Optimal Decoding of Convolutional Codes using a Linear State Space Control Formulation

1^st Caleb M. Bowyer dept. Electrical and Computer Engineering
University of Florida
Gainesville, USA
c.bowyer@ufl.edu

Abstract

The equivalence of a systematic convolutional encoder as linear state-space control system is first realized and presented through an example. Then, utilizing this structure, a new optimal state-sequence estimator is derived, in the spirit of the Viterbi algorithm. Afterwords, a novel way to perform optimal decoding is achieved, named the Bowyer Decoder, which is a fully deterministic decoder in that the full FSM is known to the decoding algorithm.

Index Terms:

Convolutional Decoding, Viterbi Algorithm, LTI Control Systems

I Background and Literature Overview

The origins of the Viterbi algorithm can be found in [1]. Later work focused on the performance of convolutional codes, [2]. Originally, Viterbi did not realize the Viterbi Algorithm was an optimal Maximum Likelihood Decoder; He thought it was sub-optimal. Read the personal accounts of the Viterbi Algorithm from Forney and Viterbi’s perspective: [3], [4]. A textbook treatment of the Viterbi algorithm can be found in [5].

In this paper I will show how a systematic convolutional encoder has an equivalent linear state-space form, which is amenable to the concepts of control theory. The reformulation is not merely surface level, but offers new insight and angles of attack into the decoding process that the older approaches lack. The possible ways in which new decoding questions can be answered will be pointed out in the next section on the reformulation of an example convolutional encoder.

The next section covers the form of the decoder, which operates using the mechanics of linear state-space control system.
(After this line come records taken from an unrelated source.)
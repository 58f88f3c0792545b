//! CSV and JSON export for vintage matrices and exposure breakdowns.
//!
//! Null cells are written as empty CSV fields and as JSON `null`.

use serde::Serialize;
use std::fs::File;
use std::io::Write;
use std::path::Path;
use std::str::FromStr;
use thiserror::Error;
use vintage_matrix::{COHORT_COLUMN, ExposureBar, INITIAL_VOLUME, VintageMatrix};

use crate::format::raw_cell;

/// Errors that can occur during export operations.
#[derive(Debug, Error)]
pub enum ExportError {
    /// CSV serialization error.
    #[error("CSV serialization error: {0}")]
    Csv(#[from] csv::Error),

    /// JSON serialization error.
    #[error("JSON serialization error: {0}")]
    Json(#[from] serde_json::Error),

    /// IO error.
    #[error("IO error: {0}")]
    Io(#[from] std::io::Error),

    /// Writer produced bytes that are not UTF-8.
    #[error("Invalid UTF-8 in output: {0}")]
    Utf8(#[from] std::string::FromUtf8Error),

    /// Invalid format error.
    #[error("Invalid format: {0}")]
    InvalidFormat(String),
}

/// Export format options.
#[derive(Debug, Clone, Copy, PartialEq, Eq)]
pub enum ExportFormat {
    /// Comma-separated values format.
    Csv,

    /// Compact JSON format.
    Json,

    /// Pretty-printed JSON format.
    PrettyJson,
}

impl ExportFormat {
    /// Get the file extension for this format.
    pub const fn extension(&self) -> &str {
        match self {
            Self::Csv => "csv",
            Self::Json | Self::PrettyJson => "json",
        }
    }
}

impl FromStr for ExportFormat {
    type Err = ExportError;

    fn from_str(s: &str) -> Result<Self, Self::Err> {
        match s.to_lowercase().as_str() {
            "csv" => Ok(Self::Csv),
            "json" => Ok(Self::Json),
            "pretty-json" | "pretty_json" | "pretty" => Ok(Self::PrettyJson),
            other => Err(ExportError::InvalidFormat(other.to_string())),
        }
    }
}

/// Trait for exporting data in various formats.
pub trait Exporter {
    /// Export data to a string in the specified format.
    ///
    /// # Errors
    ///
    /// Returns an error if serialization fails.
    fn export_to_string(&self, format: ExportFormat) -> Result<String, ExportError>;

    /// Export data to a file in the specified format.
    ///
    /// # Errors
    ///
    /// Returns an error if serialization or file writing fails.
    fn export_to_file(&self, path: &Path, format: ExportFormat) -> Result<(), ExportError> {
        let content = self.export_to_string(format)?;
        let mut file = File::create(path)?;
        file.write_all(content.as_bytes())?;
        log::debug!("exported {} bytes to {}", content.len(), path.display());
        Ok(())
    }
}

/// Serializable view of a matrix: labels instead of typed keys.
#[derive(Debug, Serialize)]
struct MatrixExport<'a> {
    alignment: &'static str,
    reference: Option<String>,
    columns: Vec<&'a str>,
    rows: Vec<MatrixRecord<'a>>,
}

#[derive(Debug, Serialize)]
struct MatrixRecord<'a> {
    cohort: String,
    summary: bool,
    values: &'a [Option<f64>],
    initial_volume: Option<f64>,
}

impl<'a> MatrixExport<'a> {
    fn new(matrix: &'a VintageMatrix) -> Self {
        Self {
            alignment: matrix.alignment().as_str(),
            reference: matrix.reference().map(|m| m.label()),
            columns: matrix.column_labels(),
            rows: matrix
                .rows()
                .iter()
                .map(|row| MatrixRecord {
                    cohort: row.key.label(),
                    summary: row.key.is_summary(),
                    values: &row.cells,
                    initial_volume: row.initial_volume.filter(|v| v.is_finite()),
                })
                .collect(),
        }
    }
}

fn finish_csv(writer: csv::Writer<Vec<u8>>) -> Result<String, ExportError> {
    let bytes = writer.into_inner().map_err(|e| e.into_error())?;
    Ok(String::from_utf8(bytes)?)
}

impl Exporter for VintageMatrix {
    fn export_to_string(&self, format: ExportFormat) -> Result<String, ExportError> {
        match format {
            ExportFormat::Csv => {
                let mut wtr = csv::Writer::from_writer(vec![]);

                let mut header = vec![COHORT_COLUMN];
                header.extend(self.column_labels());
                header.push(INITIAL_VOLUME);
                wtr.write_record(&header)?;

                for row in self.rows() {
                    let mut record = Vec::with_capacity(row.cells.len() + 2);
                    record.push(row.key.label());
                    record.extend(row.cells.iter().map(|c| raw_cell(*c)));
                    record.push(raw_cell(row.initial_volume));
                    wtr.write_record(&record)?;
                }
                finish_csv(wtr)
            }
            ExportFormat::Json => Ok(serde_json::to_string(&MatrixExport::new(self))?),
            ExportFormat::PrettyJson => {
                Ok(serde_json::to_string_pretty(&MatrixExport::new(self))?)
            }
        }
    }
}

impl Exporter for Vec<ExposureBar> {
    fn export_to_string(&self, format: ExportFormat) -> Result<String, ExportError> {
        match format {
            ExportFormat::Csv => {
                let mut wtr = csv::Writer::from_writer(vec![]);
                wtr.write_record(["cohort", "category", "total"])?;
                for bar in self {
                    wtr.write_record([
                        bar.cohort.label(),
                        bar.category.clone(),
                        raw_cell(Some(bar.total)),
                    ])?;
                }
                finish_csv(wtr)
            }
            ExportFormat::Json => Ok(serde_json::to_string(self)?),
            ExportFormat::PrettyJson => Ok(serde_json::to_string_pretty(self)?),
        }
    }
}

#[cfg(test)]
mod tests {
    use super::*;
    use vintage_matrix::{Alignment, CohortMonth, MatrixColumn, MatrixRow, RowKey};

    fn month(s: &str) -> CohortMonth {
        CohortMonth::parse(s).unwrap()
    }

    fn matrix() -> VintageMatrix {
        VintageMatrix::new(
            Alignment::Calendar,
            Some(month("2024-02")),
            vec![
                MatrixColumn::calendar(1, month("2024-02")),
                MatrixColumn::calendar(2, month("2024-02")),
            ],
            vec![
                MatrixRow {
                    key: RowKey::Cohort(month("2024-01")),
                    cells: vec![Some(0.25), Some(0.5)],
                    initial_volume: Some(200.0),
                },
                MatrixRow {
                    key: RowKey::Cohort(month("2024-02")),
                    cells: vec![None, Some(0.1)],
                    initial_volume: None,
                },
            ],
        )
        .unwrap()
    }

    #[test]
    fn test_matrix_csv_layout() {
        let csv = matrix().export_to_string(ExportFormat::Csv).unwrap();
        let lines: Vec<&str> = csv.lines().collect();

        assert_eq!(lines[0], "cohort,2024-02,2024-01,initial_volume");
        assert_eq!(lines[1], "2024-01,0.25,0.5,200");
        assert_eq!(lines[2], "2024-02,,0.1,");
        assert_eq!(lines.len(), 3);
    }

    #[test]
    fn test_matrix_json_nulls() {
        let json = matrix().export_to_string(ExportFormat::Json).unwrap();
        let value: serde_json::Value = serde_json::from_str(&json).unwrap();

        assert_eq!(value["alignment"], "calendar");
        assert_eq!(value["reference"], "2024-02");
        assert_eq!(value["columns"][0], "2024-02");
        assert_eq!(value["rows"][1]["cohort"], "2024-02");
        assert!(value["rows"][1]["values"][0].is_null());
        assert!(value["rows"][1]["initial_volume"].is_null());
        assert_eq!(value["rows"][0]["summary"], false);
    }

    #[test]
    fn test_matrix_pretty_json() {
        let json = matrix()
            .with_summary(false)
            .export_to_string(ExportFormat::PrettyJson)
            .unwrap();
        assert!(json.contains("  "));
        assert!(json.contains("\"mean\""));
    }

    #[test]
    fn test_exposure_csv() {
        let bars = vec![ExposureBar {
            cohort: month("2024-03"),
            category: "Fisico, Sucursal".to_string(),
            total: 1500.5,
        }];
        let csv = bars.export_to_string(ExportFormat::Csv).unwrap();
        assert!(csv.starts_with("cohort,category,total\n"));
        assert!(csv.contains("2024-03,\"Fisico, Sucursal\",1500.5"));
    }

    #[test]
    fn test_export_to_file() {
        let dir = tempfile::tempdir().unwrap();
        let path = dir.path().join("matrix.csv");
        matrix().export_to_file(&path, ExportFormat::Csv).unwrap();

        let content = std::fs::read_to_string(&path).unwrap();
        assert!(content.starts_with("cohort,"));
    }

    #[test]
    fn test_format_parsing() {
        assert_eq!("CSV".parse::<ExportFormat>().unwrap(), ExportFormat::Csv);
        assert_eq!(
            "pretty-json".parse::<ExportFormat>().unwrap(),
            ExportFormat::PrettyJson
        );
        assert!(matches!(
            "xlsx".parse::<ExportFormat>(),
            Err(ExportError::InvalidFormat(_))
        ));
        assert_eq!(ExportFormat::PrettyJson.extension(), "json");
    }
}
In the conclusion, I will point out future directions for this new research area into joint control and communication systems.

II Reformulation of Convolutional Encoder as LTI Control System

Refer to caption — Figure 1: Convolutional Encoder Reformulation Example

To show the equivalence between the systematic convolutional encoder and the linear state-space control system, I first present an example. The example convolutional encoder is a rate $R=\frac{1}{2}$ convolutional code where $k=1,n=2$ .

See 1 for how the systematic convolutional encoder is setup for this example so we can begin to break it down, and see the equivalence to an LTI control system.

First, I should present my notation for the outputs of the encoder at some stage $k$ . Output $0$ is denoted as $y_{k}(0)$ on the top branch, and output $1$ is denoted as $y_{k}(1)$ on the bottom branch of the convolutional encoder. $\underline{y}_{k}$ will be the collection of these two outputs into a single vector.

The input bit here at some stage $k$ is $u_{k}$ . In the diagram $u_{k}^{\prime}$ is the IIR feedback. Each of the memory cells in convolutional encoder terminology, I view as individual state components in my LTI control system.

Similarly to the output notation, for the first two states or ”memory cells”, I will use the notation $x_{k}(0),x_{k}(1)$ for the first and second state variables respectively. Then, the full state vector at some stage $k$ is $\underline{x}_{k}$ .

Looking at 1, and using our understanding of LTI control systems, we can form the state evolution equations and the output equations for the encoder thus forming the LTI System parameters $A,B,C,D$ . $A,B$ are for the state evolution equation, while $C,D$ are for the output equation. Any mathematical operations done with the system parameter matrices $A,B,C,D$ are carried out using mod 2 arithmetic. This is because proper codewords are formed using mod 2 arithmetic when performing encoding. Hence, the LTI control system computations are also carried our using mod 2 arithmetic in this setting.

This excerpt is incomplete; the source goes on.